Others nurses and attendants come and go. We hear Hebrew spoken with a Russian accent, see an Arab nurse address a patient in Arabic, and then we speak to a doctor who has perfect English.

Israeli hospitals are a melting pot of cultures so if one wanted to get an insight into our population, this is a good place to start.

Enter a state-of-the-art, spanking clean hospital with no rules. There is security at the main gate, but once inside, visitors can go anywhere anytime. This is the Middle East, after all.

I have seen Bedouins in the hospital, wearing long white tunics topped with a camel wool kufeya.  I actually saw someone in the hospital garden with a long frock and a shepherd’s crook who looked like Kind David. I have no idea if he parked his sheep in the hospital lot. He then walked past a nah nachman guy with long peyot, woolen tzitzit flying in the breeze.

The Arab patients seem to have an entourage of their entire family here at all times. They drag chairs across the floor of the common room so they can eat their meals together. They bring their small children and their teenagers and simply hang around, listening to music as if they were at a picnic in the park.
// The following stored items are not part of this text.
// Copyright 2026 Layne Penney
// SPDX-License-Identifier: AGPL-3.0-or-later

//! Locating and reading configuration files.

use std::path::{Path, PathBuf};

use crate::error::ConfigError;

use super::types::WorkspaceConfig;

/// Workspace config file names, in lookup order.
pub const CONFIG_FILES: &[&str] = &[".ctxweave.json", ".ctxweave.yaml", "ctxweave.config.json"];

/// Personal overrides next to the workspace config; usually gitignored.
pub const LOCAL_CONFIG_FILE: &str = ".ctxweave.local.json";

/// Directory under the home directory holding the global config.
pub const GLOBAL_CONFIG_DIR: &str = ".ctxweave";

pub const GLOBAL_CONFIG_FILE: &str = "config.json";

/// Serialization format of a config file, chosen by extension.
#[derive(Debug, Clone, Copy, PartialEq, Eq)]
pub enum ConfigFormat {
    Json,
    Yaml,
}

impl ConfigFormat {
    /// `.yaml` and `.yml` are YAML; anything else is read as JSON.
    pub fn from_path(path: &Path) -> Self {
        match path.extension().and_then(|e| e.to_str()) {
            Some(ext) if ext.eq_ignore_ascii_case("yaml") || ext.eq_ignore_ascii_case("yml") => {
                Self::Yaml
            }
            _ => Self::Json,
        }
    }

    pub fn as_str(&self) -> &'static str {
        match self {
            Self::Json => "JSON",
            Self::Yaml => "YAML",
        }
    }

    /// Parse `content`, read from `path`.
    pub fn parse(self, path: &Path, content: &str) -> Result<WorkspaceConfig, ConfigError> {
        let parsed = match self {
            Self::Json => serde_json::from_str(content).map_err(|e| e.to_string()),
            Self::Yaml => serde_yaml::from_str(content).map_err(|e| e.to_string()),
        };
        parsed.map_err(|message| ConfigError::malformed(path, self.as_str(), message))
    }
}

/// `~/.ctxweave/config.json`, if a home directory is known.
pub fn global_config_path() -> Option<PathBuf> {
    dirs::home_dir().map(|home| home.join(GLOBAL_CONFIG_DIR).join(GLOBAL_CONFIG_FILE))
}

/// Read and parse one config file.
pub fn load_config_file(path: &Path) -> Result<WorkspaceConfig, ConfigError> {
    let content = std::fs::read_to_string(path).map_err(|e| ConfigError::read(path, e))?;
    ConfigFormat::from_path(path).parse(path, &content)
}

fn load_if_present(path: &Path) -> Result<Option<WorkspaceConfig>, ConfigError> {
    if path.is_file() {
        load_config_file(path).map(Some)
    } else {
        Ok(None)
    }
}

pub fn load_global_config() -> Result<Option<WorkspaceConfig>, ConfigError> {
    match global_config_path() {
        Some(path) => load_if_present(&path),
        None => Ok(None),
    }
}

/// The workspace config file in `workspace_root`, first match of [`CONFIG_FILES`].
pub fn workspace_config_path(workspace_root: &Path) -> Option<PathBuf> {
    CONFIG_FILES
        .iter()
        .map(|name| workspace_root.join(name))
        .find(|path| path.is_file())
}

pub fn load_workspace_config(workspace_root: &Path) -> Result<Option<WorkspaceConfig>, ConfigError> {
    match workspace_config_path(workspace_root) {
        Some(path) => load_config_file(&path).map(Some),
        None => Ok(None),
    }
}

pub fn load_local_config(workspace_root: &Path) -> Result<Option<WorkspaceConfig>, ConfigError> {
    load_if_present(&workspace_root.join(LOCAL_CONFIG_FILE))
}

/// Nearest ancestor of `start` (itself included) holding a workspace or
/// local config file.
pub fn find_workspace_root(start: &Path) -> Option<PathBuf> {
    start
        .ancestors()
        .find(|dir| {
            workspace_config_path(dir).is_some() || dir.join(LOCAL_CONFIG_FILE).is_file()
        })
        .map(Path::to_path_buf)
}
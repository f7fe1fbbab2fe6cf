// Copyright 2026 Layne Penney
// SPDX-License-Identifier: AGPL-3.0-or-later

//! ctxweave main entry point - CLI and commands.

use std::path::{Path, PathBuf};

use clap::{Args, Parser, Subcommand};
use colored::Colorize;
use tracing::{info, warn};

use ctxweave::config::{self, CliOptions, ResolvedConfig};
use ctxweave::orchestrator::{self, stdout_emitter, RunSettings, RunSummary};
use ctxweave::telemetry::{init_telemetry, TelemetryConfig, GLOBAL_METRICS};
use ctxweave::transform::TransformKind;

/// ctxweave - Context parameters and tracing spans for Go packages.
#[derive(Parser)]
#[command(name = "ctxweave")]
#[command(
    author,
    version,
    about = "Context parameters and tracing spans for Go packages",
    long_about = None
)]
struct Cli {
    /// Log one line per processed file
    #[arg(short = 'v', long, global = true)]
    verbose: bool,

    /// Show debug output and a metrics report
    #[arg(long, global = true)]
    debug: bool,

    #[command(subcommand)]
    command: Commands,
}

/// Subcommands for ctxweave.
#[derive(Subcommand)]
enum Commands {
    /// Add a leading context parameter to every function and interface method
    Context(RunArgs),

    /// Open and close a tracing span in every function with a context parameter
    Trace(RunArgs),

    /// Show configuration
    Config {
        #[command(subcommand)]
        action: Option<ConfigAction>,
    },
}

/// Arguments shared by the transform subcommands.
#[derive(Args)]
struct RunArgs {
    /// Descend into subdirectories
    #[arg(short = 'R', long)]
    recursive: bool,

    /// Overwrite input files instead of writing prefixed copies
    #[arg(short = 'u', long)]
    rewrite: bool,

    /// Print results to stdout without touching any file
    #[arg(short = 'n', long)]
    dry: bool,

    /// Directories to process
    #[arg(required = true)]
    dirs: Vec<PathBuf>,
}

impl RunArgs {
    /// Flags left unset fall through to configuration files.
    fn cli_options(&self) -> CliOptions {
        CliOptions {
            recursive: self.recursive.then_some(true),
            rewrite: self.rewrite.then_some(true),
            dry_run: self.dry.then_some(true),
        }
    }
}

/// Config subcommand actions.
#[derive(Subcommand)]
enum ConfigAction {
    /// Show current configuration
    Show,
}

#[tokio::main]
async fn main() -> anyhow::Result<()> {
    let cli = Cli::parse();

    let _telemetry = init_telemetry(&TelemetryConfig::from_flags(cli.verbose, cli.debug))?;
    let report = cli.verbose || cli.debug;

    match cli.command {
        Commands::Context(args) => run_transform(TransformKind::Context, args, report).await,
        Commands::Trace(args) => run_transform(TransformKind::Trace, args, report).await,
        Commands::Config { action } => {
            let cwd = std::env::current_dir()?;
            match action {
                Some(ConfigAction::Show) | None => {
                    let config = resolve_config(&cwd, CliOptions::default());
                    println!("{}", serde_json::to_string_pretty(&config)?);
                }
            }
            Ok(())
        }
    }
}

async fn run_transform(kind: TransformKind, args: RunArgs, report: bool) -> anyhow::Result<()> {
    let cwd = std::env::current_dir()?;
    let config = resolve_config(&cwd, args.cli_options());

    let roots: Vec<PathBuf> = args.dirs.iter().map(|dir| cwd.join(dir)).collect();
    let transform = kind.build(&config);
    let settings = RunSettings::from_config(&config);

    let summary = orchestrator::run(roots, settings, transform, stdout_emitter()).await;

    info!(
        written = summary.written,
        emitted = summary.emitted,
        skipped = summary.skipped,
        failed = summary.failed,
        failed_roots = summary.failed_roots,
        "Run complete"
    );

    if report {
        print_summary(&summary);
        eprintln!("{}", GLOBAL_METRICS.snapshot().format_report().dimmed());
    }

    Ok(())
}

/// Load configuration for `cwd`, falling back to defaults when it cannot be read.
fn resolve_config(cwd: &Path, cli_options: CliOptions) -> ResolvedConfig {
    let workspace_root = config::find_workspace_root(cwd).unwrap_or_else(|| cwd.to_path_buf());
    match config::load_config(&workspace_root, cli_options.clone()) {
        Ok(config) => config,
        Err(e) => {
            warn!(error = %e, "Failed to load configuration, using defaults");
            config::merge_config(None, None, None, cli_options)
        }
    }
}

fn print_summary(summary: &RunSummary) {
    eprintln!(
        "{} {} files: {} written, {} emitted, {} skipped",
        "ctxweave".bright_blue().bold(),
        summary.total(),
        summary.written.to_string().green(),
        summary.emitted,
        summary.skipped,
    );
    if summary.has_failures() {
        eprintln!(
            "{}",
            format!(
                "{} files and {} directories failed, see log",
                summary.failed, summary.failed_roots
            )
            .red()
        );
    }
}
Israeli families like to pull their chairs into a tight circle in the middle of the hallway as if they are linebackers strategizing in a football huddle. 

If a stretcher or a patient shuffling on a walker needs to go by, take a number.

Some of us Ashkenazi Jews put our phones on silent and sneak into the corridor when we get a call while others keep ring tones high, then yell into the phone, giving the caller and the entire hospital floor an update on their relative’s health.

From simcha to sickness. We hold on tight as life takes its dips and turns, often at a flying speed.

I can still hear the words of the Cohen from the Pidyon HaBen as my father watched, smiling. And today I pray these words will reach my dad in his hospital bed.

‘May Hashem make His face shine unto you and be gracious to you.’